A ideação suicida expressa jamais deve ser ignorada, além de frases como “vou deixar vocês em paz”, “queria poder dormir e nunca mais acordar”, “é inútil tentar fazer algo para mudar”, "preferia estar morto” ou “quero desaparecer”. Isolamento, diminuição do autocuidado, perda do interesse e do prazer, automutilação, piora do desempenho na escola ou no trabalho, alterações do sono e apetite, também devem ser valorizados.

Por outro lado, esses sinais de alerta não devem ser considerados isoladamente e não são garantia de detectar seguramente quando uma pessoa está sob risco. Nesse contexto, é fundamental retirar a culpa que alguns familiares e amigos que perderam alguém próximo carregam, afinal, há muitos casos em que nenhum sinal foi emitido. Além disso, percebê-lo, interpretá-lo e tomar a atitude correta pode ser muito difícil. Na verdade, por mais solitário que esse ato extremo possa parecer, ele afeta todos ao redor - filhos, pais, maridos e mulheres, amigos e colegas - e a ajuda de um profissional de saúde mental também pode ser necessária aos demais envolvidos.

O suicídio pode afetar pessoas de todas as idades e de ambos os sexos. Embora o seu índice seja maior entre homens, as mulheres apresentam maior número de tentativas. Uma tentativa prévia de suicídio é também um fator de risco importante - aqueles que já tentaram podem apresentar um risco até cinco vezes maior. Há também uma ligação bem documentada entre suicídio e alguns transtornos mentais - como depressão, transtorno bipolar, esquizofrenia, transtornos de personalidade, abuso ou dependência à substâncias -  embora também possa ocorrer na ausência de qualquer transtorno mental.

Eventos traumáticos, que incluem abusos psicológicos ou físicos, ou situações de estresse, como perda de emprego, crises políticas e econômicas, discriminação por orientação sexual e identidade de gênero, sofrimento no trabalho, conflitos familiares, perda de um ente querido, entre outros, podem ser também fatores de vulnerabilidade.

Uma vez reconhecida a ideação suicida, ainda que frágil e incipiente, buscar ajuda de um profissional de saúde mental é fundamental.
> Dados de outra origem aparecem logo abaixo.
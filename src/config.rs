use std::{num::NonZeroU32, str::FromStr};

use crate::errors::AppError;

const DEFAULT_RATE_LIMIT: NonZeroU32 = NonZeroU32::new(1000).unwrap();

/// Gateway configuration, read once at startup from the environment.
#[derive(Debug, Clone)]
pub struct Config {
    pub database_url: String,
    pub jwt_secret: String,
    pub token_ttl_days: i64,
    pub port: u16,
    /// `*` allows any origin.
    pub allowed_origins: Vec<String>,
    pub rate_limit_per_minute: NonZeroU32,
    /// When set, create/update/delete require a bearer token.
    pub require_write_auth: bool,
    pub admin_seed: Option<AdminSeed>,
    pub db_max_connections: u32,
}

/// Credentials of an admin to create (or re-hash) at startup.
#[derive(Debug, Clone)]
pub struct AdminSeed {
    pub username: String,
    pub password: String,
}

impl Config {
    pub fn from_env() -> Result<Self, AppError> {
        let database_url = required("DATABASE_URL")?;
        let jwt_secret = required("JWT_SECRET")?;

        let admin_seed = match (
            std::env::var("ADMIN_USERNAME").ok(),
            std::env::var("ADMIN_PASSWORD").ok(),
        ) {
            (Some(username), Some(password)) if !username.is_empty() && !password.is_empty() => {
                Some(AdminSeed { username, password })
            }
            _ => None,
        };

        Ok(Self {
            database_url,
            jwt_secret,
            token_ttl_days: parsed_or("TOKEN_TTL_DAYS", 7)?,
            port: parsed_or("PORT", 3001)?,
            allowed_origins: parse_origins(
                &std::env::var("ALLOWED_ORIGINS").unwrap_or_else(|_| "*".to_string()),
            ),
            rate_limit_per_minute: parsed_or("RATE_LIMIT_PER_MINUTE", DEFAULT_RATE_LIMIT)?,
            require_write_auth: parsed_or("REQUIRE_WRITE_AUTH", false)?,
            admin_seed,
            db_max_connections: parsed_or("DB_MAX_CONNECTIONS", 5)?,
        })
    }

    /// Settings for an in-process gateway without a database, used by tests
    /// and local runs against the memory store.
    pub fn local(jwt_secret: impl Into<String>) -> Self {
        Self {
            database_url: String::new(),
            jwt_secret: jwt_secret.into(),
            token_ttl_days: 7,
            port: 3001,
            allowed_origins: vec!["*".to_string()],
            rate_limit_per_minute: DEFAULT_RATE_LIMIT,
            require_write_auth: false,
            admin_seed: None,
            db_max_connections: 1,
        }
    }
}

fn required(key: &str) -> Result<String, AppError> {
    std::env::var(key).map_err(|_| AppError::EnvError(format!("{key} must be set")))
}

fn parsed_or<T: FromStr>(key: &str, default: T) -> Result<T, AppError> {
    match std::env::var(key) {
        Ok(raw) => parse_value(key, &raw),
        Err(_) => Ok(default),
    }
}

fn parse_value<T: FromStr>(key: &str, raw: &str) -> Result<T, AppError> {
    raw.trim()
        .parse::<T>()
        .map_err(|_| AppError::EnvError(format!("Invalid value for {key}: {raw}")))
}

pub fn parse_origins(raw: &str) -> Vec<String> {
    raw.split(',')
        .map(|s| s.trim().to_string())
        .filter(|s| !s.is_empty())
        .collect()
}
A oportunidade de dispor de um espaço seguro de acolhimento, um canal de diálogo e abertura para expor a questão e receber o tratamento adequado, são de suma importância para mudar o rumo dessa escolha tão definitiva. Lembrar que uma boa conversa constrói pontes e pode ajudar a curar feridas, pode ser um excelente caminho para entender que a dor é inerente à condição humana, mas permanecer em sofrimento não precisa ser a única opção.